▶ **Work to complete**
Among the records below, find the lines that hold the word "button" and report how many there are, with no other words.

Stored items:
━━━━

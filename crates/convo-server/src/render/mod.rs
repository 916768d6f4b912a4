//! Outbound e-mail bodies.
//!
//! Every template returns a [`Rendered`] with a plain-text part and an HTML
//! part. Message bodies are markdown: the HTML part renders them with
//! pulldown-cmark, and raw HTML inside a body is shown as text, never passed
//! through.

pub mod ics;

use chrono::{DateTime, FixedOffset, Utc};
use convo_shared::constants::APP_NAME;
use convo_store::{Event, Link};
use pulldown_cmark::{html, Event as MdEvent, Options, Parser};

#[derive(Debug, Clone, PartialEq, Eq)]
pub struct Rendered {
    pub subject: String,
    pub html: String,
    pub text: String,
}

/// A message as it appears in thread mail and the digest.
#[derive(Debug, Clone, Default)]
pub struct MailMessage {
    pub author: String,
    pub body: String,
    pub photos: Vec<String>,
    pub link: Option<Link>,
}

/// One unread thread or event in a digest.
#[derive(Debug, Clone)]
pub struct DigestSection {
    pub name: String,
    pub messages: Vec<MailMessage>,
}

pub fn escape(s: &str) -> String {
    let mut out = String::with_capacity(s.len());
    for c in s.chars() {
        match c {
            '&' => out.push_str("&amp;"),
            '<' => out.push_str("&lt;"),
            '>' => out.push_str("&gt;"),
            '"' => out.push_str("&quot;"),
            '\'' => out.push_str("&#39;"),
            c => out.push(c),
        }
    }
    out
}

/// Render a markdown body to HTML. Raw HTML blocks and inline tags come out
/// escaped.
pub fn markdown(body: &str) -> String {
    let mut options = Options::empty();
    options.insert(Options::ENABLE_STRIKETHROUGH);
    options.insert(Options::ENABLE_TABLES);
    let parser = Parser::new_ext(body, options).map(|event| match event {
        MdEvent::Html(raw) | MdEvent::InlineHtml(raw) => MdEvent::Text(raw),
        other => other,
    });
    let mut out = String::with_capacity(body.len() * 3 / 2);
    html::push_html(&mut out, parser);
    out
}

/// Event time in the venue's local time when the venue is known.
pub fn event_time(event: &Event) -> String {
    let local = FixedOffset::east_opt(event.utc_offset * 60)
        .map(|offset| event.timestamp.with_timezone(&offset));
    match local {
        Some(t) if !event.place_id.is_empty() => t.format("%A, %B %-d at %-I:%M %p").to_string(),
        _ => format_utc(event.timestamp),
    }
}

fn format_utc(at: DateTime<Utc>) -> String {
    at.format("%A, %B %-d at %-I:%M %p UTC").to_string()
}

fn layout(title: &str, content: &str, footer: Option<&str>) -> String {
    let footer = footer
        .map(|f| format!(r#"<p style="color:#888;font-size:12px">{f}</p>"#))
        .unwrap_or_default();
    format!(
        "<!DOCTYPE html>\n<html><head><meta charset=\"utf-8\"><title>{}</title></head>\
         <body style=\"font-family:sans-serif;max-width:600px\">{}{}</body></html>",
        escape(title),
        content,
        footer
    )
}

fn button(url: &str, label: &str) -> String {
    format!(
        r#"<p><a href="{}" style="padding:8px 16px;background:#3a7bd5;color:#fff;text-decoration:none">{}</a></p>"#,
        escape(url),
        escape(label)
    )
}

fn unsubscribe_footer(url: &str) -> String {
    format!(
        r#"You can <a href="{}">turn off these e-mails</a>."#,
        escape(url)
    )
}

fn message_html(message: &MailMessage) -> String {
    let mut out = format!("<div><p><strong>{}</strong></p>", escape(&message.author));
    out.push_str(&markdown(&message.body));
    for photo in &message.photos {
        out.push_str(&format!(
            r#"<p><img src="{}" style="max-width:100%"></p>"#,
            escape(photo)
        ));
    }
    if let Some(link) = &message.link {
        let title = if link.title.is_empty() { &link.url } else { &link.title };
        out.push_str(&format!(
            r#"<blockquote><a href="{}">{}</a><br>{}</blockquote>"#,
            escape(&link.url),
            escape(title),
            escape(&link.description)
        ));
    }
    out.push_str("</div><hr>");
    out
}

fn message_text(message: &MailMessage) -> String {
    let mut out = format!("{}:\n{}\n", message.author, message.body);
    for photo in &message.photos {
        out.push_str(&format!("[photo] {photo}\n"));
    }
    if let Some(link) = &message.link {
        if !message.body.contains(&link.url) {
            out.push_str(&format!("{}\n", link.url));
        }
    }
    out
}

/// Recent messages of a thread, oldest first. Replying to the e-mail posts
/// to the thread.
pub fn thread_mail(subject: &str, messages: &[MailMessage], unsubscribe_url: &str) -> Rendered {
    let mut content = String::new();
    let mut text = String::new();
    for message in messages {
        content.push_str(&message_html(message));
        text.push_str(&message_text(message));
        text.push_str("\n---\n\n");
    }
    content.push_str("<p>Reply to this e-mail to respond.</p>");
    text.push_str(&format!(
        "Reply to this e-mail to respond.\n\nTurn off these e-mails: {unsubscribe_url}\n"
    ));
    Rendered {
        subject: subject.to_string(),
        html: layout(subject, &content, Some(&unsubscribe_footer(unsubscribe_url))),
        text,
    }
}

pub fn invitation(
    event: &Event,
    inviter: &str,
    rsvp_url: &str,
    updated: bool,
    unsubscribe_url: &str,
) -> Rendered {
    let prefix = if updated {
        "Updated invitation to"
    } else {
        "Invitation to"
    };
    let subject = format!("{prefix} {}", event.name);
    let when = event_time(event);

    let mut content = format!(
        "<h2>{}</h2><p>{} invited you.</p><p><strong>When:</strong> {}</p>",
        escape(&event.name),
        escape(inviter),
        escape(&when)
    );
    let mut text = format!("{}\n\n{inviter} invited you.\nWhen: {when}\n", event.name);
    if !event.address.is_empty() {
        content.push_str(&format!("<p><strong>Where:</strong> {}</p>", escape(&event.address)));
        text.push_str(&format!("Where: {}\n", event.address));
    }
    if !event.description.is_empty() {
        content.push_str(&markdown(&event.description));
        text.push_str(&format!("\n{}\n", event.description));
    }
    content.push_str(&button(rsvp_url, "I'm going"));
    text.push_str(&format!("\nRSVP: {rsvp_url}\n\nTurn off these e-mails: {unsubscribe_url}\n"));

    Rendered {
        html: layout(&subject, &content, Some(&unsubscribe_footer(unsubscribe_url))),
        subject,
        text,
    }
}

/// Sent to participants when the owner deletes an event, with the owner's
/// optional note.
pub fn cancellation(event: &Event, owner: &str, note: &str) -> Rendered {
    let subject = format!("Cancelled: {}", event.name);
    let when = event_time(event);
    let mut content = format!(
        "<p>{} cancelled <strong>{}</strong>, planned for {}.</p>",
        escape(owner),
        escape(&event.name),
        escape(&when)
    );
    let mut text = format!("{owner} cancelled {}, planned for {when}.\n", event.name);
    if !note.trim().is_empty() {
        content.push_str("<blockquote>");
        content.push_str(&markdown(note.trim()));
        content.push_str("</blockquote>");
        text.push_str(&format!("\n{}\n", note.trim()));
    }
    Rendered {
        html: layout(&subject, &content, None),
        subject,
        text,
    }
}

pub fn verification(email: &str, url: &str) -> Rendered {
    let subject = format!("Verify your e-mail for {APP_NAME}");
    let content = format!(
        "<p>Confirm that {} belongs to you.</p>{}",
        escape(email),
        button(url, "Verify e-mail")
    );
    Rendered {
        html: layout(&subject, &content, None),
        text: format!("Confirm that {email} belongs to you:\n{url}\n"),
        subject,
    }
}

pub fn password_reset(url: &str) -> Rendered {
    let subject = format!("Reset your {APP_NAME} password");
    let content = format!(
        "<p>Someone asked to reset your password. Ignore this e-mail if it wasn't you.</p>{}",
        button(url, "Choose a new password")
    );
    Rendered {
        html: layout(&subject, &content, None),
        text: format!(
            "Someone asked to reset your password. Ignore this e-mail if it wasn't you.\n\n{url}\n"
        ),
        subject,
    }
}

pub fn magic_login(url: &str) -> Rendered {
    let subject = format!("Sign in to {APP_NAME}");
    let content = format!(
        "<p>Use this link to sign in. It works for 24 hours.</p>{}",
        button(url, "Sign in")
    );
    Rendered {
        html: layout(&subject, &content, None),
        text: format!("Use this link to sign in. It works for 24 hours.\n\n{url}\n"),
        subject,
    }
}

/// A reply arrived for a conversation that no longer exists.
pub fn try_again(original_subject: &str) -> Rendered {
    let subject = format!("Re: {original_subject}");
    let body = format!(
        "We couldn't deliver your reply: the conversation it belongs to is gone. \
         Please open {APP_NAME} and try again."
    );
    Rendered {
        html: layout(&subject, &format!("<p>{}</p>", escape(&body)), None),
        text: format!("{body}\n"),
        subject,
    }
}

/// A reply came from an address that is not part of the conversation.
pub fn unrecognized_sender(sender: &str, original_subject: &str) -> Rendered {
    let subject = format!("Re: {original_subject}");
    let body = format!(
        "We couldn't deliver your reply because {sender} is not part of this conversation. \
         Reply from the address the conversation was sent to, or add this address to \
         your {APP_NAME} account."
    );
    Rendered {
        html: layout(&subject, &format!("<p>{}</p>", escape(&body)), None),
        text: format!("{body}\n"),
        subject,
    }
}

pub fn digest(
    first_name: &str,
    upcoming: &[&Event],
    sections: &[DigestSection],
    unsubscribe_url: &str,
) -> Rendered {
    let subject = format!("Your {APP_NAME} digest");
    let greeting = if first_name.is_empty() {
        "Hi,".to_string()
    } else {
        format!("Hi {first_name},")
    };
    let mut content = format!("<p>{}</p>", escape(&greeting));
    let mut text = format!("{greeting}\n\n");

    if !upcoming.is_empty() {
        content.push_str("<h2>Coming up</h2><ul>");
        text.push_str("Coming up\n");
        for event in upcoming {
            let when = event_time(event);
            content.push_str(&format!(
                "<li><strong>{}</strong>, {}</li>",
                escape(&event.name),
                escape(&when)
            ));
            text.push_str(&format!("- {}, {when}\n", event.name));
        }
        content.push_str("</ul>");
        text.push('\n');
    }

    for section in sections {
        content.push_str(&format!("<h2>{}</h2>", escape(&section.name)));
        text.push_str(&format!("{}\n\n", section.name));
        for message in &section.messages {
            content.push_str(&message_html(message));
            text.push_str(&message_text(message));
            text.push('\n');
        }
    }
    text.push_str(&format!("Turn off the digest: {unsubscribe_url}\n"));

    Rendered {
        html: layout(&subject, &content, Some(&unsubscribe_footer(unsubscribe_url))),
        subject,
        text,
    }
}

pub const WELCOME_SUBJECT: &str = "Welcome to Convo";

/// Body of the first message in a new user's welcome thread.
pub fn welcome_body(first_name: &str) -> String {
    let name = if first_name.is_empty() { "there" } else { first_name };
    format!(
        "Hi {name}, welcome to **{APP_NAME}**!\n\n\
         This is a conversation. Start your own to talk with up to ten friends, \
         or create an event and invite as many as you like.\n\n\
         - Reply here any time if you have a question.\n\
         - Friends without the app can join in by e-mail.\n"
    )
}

━━━━

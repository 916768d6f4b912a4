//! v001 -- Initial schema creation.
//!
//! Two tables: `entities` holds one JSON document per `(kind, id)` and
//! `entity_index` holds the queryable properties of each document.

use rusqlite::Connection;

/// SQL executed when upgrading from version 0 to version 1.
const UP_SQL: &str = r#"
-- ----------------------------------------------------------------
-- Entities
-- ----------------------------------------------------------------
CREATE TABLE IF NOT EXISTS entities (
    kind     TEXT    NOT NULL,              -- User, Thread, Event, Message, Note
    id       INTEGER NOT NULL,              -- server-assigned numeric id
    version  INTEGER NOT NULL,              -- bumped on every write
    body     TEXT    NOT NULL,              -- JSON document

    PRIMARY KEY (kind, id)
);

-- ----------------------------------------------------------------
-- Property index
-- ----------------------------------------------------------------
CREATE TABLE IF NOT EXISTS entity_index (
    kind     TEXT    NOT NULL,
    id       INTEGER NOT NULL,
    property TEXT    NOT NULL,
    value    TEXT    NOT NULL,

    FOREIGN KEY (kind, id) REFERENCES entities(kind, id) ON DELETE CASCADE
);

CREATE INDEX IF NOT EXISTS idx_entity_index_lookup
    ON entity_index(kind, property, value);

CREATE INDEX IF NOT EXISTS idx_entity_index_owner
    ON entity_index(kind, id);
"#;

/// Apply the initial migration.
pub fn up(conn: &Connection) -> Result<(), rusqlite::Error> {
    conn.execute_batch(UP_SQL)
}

━━━━

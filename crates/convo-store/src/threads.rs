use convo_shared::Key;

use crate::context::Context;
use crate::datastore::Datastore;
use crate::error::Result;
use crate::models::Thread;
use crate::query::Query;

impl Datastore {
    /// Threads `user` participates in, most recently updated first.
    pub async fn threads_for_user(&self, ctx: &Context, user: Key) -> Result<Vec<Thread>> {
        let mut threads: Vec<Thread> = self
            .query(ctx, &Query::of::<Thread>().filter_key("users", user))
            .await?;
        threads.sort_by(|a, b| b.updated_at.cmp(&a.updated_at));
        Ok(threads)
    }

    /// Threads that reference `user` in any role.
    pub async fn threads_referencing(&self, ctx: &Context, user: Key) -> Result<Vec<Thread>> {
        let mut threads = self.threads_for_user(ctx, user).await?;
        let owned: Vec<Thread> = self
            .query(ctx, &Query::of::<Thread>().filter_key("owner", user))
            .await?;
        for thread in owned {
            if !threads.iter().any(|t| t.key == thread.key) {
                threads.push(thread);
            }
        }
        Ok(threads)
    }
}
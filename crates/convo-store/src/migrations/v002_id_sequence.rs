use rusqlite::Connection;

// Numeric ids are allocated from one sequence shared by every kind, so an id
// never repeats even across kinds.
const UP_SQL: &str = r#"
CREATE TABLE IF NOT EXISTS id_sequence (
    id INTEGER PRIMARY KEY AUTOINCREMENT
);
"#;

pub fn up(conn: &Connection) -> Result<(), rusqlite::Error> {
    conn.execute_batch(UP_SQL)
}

━━━━

▶ **Task result**
5